[Start of Attachment]

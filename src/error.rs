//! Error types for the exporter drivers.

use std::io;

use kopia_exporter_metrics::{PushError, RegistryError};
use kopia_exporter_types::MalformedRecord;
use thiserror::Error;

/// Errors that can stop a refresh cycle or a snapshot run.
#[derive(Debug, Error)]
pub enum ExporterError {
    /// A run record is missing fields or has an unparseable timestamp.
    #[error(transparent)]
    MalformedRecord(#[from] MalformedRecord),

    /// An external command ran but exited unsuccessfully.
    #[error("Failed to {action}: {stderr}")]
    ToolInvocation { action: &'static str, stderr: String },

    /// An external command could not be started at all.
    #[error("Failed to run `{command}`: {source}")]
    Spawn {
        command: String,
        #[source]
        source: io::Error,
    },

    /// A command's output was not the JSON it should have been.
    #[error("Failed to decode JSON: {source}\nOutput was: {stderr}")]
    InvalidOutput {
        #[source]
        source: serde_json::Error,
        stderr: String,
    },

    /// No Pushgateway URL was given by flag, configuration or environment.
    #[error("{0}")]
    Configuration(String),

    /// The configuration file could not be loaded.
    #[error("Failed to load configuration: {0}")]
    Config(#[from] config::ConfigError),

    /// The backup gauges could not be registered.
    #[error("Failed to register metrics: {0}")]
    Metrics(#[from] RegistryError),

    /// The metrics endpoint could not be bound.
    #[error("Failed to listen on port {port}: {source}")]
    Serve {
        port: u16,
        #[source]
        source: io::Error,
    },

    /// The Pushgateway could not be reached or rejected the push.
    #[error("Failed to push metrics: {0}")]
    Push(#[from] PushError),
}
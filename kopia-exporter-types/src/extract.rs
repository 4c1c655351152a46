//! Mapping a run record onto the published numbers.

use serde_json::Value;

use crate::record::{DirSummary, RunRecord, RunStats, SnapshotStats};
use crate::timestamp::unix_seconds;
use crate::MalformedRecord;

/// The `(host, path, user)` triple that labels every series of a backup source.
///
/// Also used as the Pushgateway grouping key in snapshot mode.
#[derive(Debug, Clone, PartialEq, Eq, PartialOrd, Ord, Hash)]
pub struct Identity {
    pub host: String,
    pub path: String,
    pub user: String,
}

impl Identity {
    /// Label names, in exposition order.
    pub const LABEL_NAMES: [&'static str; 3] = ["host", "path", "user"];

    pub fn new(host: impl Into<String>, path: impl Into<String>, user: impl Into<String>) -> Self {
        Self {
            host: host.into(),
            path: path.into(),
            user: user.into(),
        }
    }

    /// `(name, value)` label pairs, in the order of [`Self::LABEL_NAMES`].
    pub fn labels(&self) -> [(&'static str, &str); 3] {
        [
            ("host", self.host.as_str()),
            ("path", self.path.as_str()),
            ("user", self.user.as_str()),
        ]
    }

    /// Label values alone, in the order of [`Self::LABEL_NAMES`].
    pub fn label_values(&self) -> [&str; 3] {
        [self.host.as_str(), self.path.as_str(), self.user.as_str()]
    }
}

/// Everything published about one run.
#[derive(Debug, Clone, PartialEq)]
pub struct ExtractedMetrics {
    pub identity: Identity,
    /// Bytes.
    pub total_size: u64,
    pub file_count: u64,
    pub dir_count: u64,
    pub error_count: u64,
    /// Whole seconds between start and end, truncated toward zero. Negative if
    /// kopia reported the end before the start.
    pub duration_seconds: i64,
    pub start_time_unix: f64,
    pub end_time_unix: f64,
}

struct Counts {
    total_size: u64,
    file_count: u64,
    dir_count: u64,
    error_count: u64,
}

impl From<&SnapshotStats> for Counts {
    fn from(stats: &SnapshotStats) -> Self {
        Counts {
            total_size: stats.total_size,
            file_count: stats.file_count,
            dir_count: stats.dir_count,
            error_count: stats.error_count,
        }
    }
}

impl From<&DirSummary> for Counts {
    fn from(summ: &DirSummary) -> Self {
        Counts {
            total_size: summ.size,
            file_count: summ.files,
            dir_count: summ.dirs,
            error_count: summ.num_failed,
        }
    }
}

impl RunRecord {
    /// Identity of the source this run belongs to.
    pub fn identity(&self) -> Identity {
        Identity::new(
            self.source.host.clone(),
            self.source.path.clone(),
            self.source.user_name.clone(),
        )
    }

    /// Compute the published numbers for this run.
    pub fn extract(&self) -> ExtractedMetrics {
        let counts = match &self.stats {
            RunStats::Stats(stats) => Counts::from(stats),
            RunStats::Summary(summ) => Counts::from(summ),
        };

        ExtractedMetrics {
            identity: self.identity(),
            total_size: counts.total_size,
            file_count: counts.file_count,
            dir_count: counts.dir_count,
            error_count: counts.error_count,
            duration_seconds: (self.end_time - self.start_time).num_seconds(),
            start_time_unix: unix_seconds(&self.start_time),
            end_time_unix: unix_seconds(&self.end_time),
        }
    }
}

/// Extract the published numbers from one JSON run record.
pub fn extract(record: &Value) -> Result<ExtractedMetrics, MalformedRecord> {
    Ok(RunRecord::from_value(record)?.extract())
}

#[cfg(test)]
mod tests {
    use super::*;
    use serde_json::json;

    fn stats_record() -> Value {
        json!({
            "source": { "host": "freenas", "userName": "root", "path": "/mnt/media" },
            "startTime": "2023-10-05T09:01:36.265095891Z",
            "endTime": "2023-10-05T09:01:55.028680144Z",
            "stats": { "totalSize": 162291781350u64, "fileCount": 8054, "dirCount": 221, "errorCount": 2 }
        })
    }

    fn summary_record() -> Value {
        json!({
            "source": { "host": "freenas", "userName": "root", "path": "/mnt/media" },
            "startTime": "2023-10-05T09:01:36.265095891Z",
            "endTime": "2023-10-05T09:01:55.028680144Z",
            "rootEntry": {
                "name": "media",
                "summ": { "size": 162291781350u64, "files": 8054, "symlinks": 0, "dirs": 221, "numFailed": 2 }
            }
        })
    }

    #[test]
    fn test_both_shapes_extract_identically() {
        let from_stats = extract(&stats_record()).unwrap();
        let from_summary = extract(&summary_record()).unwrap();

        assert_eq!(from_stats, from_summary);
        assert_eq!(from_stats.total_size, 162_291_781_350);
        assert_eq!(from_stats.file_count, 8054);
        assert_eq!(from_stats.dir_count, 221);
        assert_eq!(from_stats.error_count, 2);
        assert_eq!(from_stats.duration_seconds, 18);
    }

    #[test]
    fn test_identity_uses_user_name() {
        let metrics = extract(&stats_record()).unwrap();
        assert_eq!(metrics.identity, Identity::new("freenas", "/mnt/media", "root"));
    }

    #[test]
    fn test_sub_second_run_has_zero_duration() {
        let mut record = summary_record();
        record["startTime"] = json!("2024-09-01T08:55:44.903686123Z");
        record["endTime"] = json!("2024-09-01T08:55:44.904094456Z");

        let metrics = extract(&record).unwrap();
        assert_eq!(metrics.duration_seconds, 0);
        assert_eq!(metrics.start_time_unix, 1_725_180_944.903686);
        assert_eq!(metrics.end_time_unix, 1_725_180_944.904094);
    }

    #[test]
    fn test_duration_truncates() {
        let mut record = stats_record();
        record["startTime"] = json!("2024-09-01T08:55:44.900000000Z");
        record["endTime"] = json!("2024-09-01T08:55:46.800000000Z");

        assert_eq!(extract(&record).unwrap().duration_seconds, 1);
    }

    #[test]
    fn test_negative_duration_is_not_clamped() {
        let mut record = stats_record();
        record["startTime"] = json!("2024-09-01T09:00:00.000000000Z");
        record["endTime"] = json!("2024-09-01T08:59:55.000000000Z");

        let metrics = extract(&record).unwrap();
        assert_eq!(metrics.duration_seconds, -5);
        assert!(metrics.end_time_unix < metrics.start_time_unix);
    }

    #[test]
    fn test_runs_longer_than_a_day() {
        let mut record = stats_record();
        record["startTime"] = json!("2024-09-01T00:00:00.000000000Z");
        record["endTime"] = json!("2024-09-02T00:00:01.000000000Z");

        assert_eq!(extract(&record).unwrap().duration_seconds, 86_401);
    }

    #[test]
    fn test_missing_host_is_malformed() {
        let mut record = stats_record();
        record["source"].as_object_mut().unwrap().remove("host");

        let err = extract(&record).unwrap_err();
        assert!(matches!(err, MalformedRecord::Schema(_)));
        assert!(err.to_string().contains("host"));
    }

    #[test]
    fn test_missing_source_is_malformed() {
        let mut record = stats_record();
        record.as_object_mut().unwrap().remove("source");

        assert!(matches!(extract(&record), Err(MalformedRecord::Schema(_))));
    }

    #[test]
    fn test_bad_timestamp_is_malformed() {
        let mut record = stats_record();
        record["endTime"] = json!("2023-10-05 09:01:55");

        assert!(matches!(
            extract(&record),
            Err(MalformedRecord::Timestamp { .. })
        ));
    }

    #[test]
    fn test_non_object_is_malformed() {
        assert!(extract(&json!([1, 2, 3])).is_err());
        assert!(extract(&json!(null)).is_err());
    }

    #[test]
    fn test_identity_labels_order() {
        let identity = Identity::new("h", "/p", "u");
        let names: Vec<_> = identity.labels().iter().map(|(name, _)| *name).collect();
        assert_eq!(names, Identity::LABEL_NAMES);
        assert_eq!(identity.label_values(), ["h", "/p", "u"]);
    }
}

[End of Attachment]

For the material, work out how many lines hold the string "files". Your reply must be the number alone.

2